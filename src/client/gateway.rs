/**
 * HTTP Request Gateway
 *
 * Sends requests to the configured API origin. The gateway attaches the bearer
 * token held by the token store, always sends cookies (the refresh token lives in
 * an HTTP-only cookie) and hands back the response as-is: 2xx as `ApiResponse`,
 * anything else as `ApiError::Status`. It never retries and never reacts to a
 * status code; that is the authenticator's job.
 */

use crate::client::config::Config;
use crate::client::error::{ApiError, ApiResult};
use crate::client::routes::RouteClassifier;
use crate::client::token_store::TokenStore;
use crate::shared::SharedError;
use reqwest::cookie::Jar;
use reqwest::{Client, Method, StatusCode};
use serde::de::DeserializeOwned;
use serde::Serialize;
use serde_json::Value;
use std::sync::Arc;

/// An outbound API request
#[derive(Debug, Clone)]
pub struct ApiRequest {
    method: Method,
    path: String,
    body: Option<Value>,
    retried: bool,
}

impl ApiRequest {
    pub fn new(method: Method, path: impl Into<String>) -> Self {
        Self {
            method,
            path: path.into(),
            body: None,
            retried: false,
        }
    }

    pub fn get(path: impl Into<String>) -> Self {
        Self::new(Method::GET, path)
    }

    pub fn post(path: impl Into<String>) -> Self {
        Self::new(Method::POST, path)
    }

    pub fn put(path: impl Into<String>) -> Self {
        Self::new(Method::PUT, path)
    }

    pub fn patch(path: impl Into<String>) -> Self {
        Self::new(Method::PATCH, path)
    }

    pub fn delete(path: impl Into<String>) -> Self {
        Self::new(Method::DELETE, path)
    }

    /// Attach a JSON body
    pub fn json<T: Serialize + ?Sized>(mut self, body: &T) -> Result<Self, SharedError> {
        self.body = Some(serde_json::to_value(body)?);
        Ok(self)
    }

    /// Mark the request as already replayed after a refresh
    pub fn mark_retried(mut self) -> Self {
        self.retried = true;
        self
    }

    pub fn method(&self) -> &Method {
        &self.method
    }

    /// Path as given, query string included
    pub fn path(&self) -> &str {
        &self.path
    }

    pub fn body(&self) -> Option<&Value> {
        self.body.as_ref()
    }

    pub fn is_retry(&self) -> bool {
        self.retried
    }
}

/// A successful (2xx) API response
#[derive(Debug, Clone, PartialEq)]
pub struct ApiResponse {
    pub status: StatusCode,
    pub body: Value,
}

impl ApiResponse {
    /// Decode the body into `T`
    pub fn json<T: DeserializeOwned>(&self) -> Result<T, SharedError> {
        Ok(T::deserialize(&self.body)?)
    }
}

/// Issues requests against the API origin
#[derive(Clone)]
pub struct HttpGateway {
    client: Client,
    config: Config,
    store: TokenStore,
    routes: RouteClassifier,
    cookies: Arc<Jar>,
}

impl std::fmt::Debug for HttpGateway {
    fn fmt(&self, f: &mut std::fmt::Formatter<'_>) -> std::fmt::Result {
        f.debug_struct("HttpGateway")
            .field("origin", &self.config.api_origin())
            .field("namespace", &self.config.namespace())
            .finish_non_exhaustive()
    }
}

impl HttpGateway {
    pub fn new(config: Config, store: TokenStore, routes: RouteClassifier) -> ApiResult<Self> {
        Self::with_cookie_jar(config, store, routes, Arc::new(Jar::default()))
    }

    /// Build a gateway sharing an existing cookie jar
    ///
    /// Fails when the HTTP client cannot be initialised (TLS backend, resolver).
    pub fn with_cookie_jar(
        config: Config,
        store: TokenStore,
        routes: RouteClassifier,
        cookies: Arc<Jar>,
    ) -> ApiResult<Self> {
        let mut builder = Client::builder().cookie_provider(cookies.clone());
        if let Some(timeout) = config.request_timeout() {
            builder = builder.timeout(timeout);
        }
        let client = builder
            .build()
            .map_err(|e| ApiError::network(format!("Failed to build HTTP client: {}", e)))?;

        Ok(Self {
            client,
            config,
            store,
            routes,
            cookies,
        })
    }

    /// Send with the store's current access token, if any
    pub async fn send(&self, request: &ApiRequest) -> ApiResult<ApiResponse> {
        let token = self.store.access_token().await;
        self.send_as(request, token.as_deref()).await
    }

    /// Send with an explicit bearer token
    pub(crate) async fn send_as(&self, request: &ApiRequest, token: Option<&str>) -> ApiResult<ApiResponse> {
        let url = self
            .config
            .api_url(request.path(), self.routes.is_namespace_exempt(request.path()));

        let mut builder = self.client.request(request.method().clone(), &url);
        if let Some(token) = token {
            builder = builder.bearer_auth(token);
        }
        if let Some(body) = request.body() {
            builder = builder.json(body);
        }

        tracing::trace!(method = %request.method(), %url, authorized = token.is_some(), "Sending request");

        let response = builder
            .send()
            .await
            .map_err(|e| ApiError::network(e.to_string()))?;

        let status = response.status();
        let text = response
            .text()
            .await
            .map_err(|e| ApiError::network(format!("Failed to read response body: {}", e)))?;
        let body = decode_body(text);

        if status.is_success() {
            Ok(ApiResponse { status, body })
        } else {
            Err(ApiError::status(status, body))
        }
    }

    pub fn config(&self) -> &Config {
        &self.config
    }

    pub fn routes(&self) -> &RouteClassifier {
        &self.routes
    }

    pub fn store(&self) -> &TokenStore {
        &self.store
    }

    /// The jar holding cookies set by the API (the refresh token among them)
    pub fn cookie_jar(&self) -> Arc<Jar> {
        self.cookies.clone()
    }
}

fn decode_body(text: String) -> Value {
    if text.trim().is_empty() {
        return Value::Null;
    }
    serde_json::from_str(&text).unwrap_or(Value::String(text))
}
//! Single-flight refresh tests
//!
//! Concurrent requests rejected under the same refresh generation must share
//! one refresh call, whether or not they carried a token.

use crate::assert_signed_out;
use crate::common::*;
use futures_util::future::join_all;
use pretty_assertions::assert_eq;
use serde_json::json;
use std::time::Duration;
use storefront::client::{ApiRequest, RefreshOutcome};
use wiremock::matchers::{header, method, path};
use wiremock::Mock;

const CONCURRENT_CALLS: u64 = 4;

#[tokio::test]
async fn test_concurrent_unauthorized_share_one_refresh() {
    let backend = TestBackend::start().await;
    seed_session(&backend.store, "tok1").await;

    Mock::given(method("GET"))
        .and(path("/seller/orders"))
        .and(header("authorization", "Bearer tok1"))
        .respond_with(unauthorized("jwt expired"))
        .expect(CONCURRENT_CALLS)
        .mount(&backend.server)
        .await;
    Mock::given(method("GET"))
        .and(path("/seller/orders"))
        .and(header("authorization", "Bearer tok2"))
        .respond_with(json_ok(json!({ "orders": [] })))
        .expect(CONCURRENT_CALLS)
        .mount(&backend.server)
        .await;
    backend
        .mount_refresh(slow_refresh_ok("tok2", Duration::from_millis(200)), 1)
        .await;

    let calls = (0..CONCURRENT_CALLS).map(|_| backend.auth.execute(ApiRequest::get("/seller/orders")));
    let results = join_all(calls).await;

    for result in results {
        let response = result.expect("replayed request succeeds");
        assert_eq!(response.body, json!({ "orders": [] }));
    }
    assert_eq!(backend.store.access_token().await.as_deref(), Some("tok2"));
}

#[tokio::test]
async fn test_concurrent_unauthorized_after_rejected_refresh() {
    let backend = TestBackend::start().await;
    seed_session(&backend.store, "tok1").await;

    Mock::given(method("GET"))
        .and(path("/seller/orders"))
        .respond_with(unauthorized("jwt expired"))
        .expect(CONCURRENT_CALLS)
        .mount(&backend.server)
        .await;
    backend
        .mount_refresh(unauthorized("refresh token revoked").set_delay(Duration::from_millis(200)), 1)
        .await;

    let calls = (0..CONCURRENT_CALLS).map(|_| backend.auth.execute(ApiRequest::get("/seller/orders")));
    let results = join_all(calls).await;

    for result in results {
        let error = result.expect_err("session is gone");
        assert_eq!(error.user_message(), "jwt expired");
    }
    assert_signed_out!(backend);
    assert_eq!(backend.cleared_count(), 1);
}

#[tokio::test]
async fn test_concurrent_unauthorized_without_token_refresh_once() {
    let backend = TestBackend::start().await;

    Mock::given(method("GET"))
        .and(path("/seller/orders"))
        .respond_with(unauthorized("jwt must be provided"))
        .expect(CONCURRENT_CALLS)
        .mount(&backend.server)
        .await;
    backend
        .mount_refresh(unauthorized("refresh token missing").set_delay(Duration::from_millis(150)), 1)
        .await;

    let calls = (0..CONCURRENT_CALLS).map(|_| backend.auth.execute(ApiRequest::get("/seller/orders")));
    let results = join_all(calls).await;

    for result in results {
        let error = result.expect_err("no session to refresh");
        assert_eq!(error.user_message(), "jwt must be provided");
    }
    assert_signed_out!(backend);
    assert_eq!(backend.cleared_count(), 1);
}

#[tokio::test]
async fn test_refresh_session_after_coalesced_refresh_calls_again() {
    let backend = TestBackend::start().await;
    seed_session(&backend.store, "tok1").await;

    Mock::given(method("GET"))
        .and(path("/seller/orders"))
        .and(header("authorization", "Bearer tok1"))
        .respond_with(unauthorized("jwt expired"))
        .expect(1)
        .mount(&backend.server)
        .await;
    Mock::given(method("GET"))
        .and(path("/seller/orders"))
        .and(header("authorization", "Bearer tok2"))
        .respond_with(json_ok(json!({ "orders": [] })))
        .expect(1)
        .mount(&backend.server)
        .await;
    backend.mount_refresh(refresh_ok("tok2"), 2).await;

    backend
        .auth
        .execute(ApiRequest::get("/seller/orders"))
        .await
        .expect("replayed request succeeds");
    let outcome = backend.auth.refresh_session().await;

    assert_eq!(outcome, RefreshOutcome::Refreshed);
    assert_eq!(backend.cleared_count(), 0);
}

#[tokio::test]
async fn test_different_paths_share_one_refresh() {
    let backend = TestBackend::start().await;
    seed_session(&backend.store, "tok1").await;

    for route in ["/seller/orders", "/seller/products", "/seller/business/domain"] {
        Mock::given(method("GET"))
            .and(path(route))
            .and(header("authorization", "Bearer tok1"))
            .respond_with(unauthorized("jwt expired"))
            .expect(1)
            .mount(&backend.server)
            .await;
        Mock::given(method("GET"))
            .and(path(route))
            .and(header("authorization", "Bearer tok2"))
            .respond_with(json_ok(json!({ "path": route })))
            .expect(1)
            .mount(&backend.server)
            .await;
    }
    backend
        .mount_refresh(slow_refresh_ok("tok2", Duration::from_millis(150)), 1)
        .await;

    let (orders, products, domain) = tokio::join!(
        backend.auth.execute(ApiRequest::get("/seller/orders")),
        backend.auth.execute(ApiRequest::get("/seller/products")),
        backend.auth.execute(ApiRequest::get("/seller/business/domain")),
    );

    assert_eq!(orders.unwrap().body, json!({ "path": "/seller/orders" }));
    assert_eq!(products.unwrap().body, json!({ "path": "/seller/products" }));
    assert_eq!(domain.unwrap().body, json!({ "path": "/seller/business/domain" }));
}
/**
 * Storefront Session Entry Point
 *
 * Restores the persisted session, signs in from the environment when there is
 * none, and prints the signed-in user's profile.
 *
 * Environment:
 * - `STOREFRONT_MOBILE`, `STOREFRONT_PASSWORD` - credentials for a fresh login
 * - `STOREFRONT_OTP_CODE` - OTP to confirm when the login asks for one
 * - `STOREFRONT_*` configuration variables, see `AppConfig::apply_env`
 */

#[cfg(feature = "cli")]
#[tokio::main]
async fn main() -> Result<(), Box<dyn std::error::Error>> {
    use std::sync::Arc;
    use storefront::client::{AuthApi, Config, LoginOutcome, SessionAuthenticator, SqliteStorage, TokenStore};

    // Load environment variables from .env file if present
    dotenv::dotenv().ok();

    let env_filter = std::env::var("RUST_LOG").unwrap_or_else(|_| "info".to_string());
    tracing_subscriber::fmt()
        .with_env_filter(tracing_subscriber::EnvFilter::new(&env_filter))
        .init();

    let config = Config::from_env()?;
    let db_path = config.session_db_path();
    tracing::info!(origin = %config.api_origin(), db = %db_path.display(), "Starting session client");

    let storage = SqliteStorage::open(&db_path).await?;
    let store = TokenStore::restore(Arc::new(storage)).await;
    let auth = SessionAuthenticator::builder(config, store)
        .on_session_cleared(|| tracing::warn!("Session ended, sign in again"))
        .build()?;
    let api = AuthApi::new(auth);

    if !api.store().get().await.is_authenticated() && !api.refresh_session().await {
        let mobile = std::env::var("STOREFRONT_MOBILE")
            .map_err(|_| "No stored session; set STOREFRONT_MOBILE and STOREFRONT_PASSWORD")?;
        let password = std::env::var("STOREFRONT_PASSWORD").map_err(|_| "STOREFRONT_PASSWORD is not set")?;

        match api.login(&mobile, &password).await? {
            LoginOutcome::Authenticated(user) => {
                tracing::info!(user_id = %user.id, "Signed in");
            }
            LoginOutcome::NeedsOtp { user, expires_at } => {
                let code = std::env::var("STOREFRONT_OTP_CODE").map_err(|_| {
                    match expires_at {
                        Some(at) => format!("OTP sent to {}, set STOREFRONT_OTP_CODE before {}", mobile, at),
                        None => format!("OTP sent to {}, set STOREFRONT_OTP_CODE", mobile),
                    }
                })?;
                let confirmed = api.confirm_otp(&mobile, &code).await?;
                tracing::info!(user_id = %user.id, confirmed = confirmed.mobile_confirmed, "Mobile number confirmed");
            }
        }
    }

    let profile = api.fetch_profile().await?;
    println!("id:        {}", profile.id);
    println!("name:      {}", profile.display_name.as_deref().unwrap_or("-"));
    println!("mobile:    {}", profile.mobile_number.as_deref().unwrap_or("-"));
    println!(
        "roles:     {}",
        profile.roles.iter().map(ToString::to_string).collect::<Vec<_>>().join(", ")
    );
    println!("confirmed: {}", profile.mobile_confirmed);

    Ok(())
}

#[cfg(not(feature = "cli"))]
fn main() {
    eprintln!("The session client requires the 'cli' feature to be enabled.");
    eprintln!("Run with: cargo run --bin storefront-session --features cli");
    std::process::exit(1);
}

-=-=-

◆ TASK TO CARRY OUT
Find every line in the records above that holds the word "network", and copy each one.

◆ FINAL ANSWER
            .map_err(|e| ApiError::network(format!("Failed to build HTTP client: {}", e)))?;
            .map_err(|e| ApiError::network(e.to_string()))?;
            .map_err(|e| ApiError::network(format!("Failed to read response body: {}", e)))?;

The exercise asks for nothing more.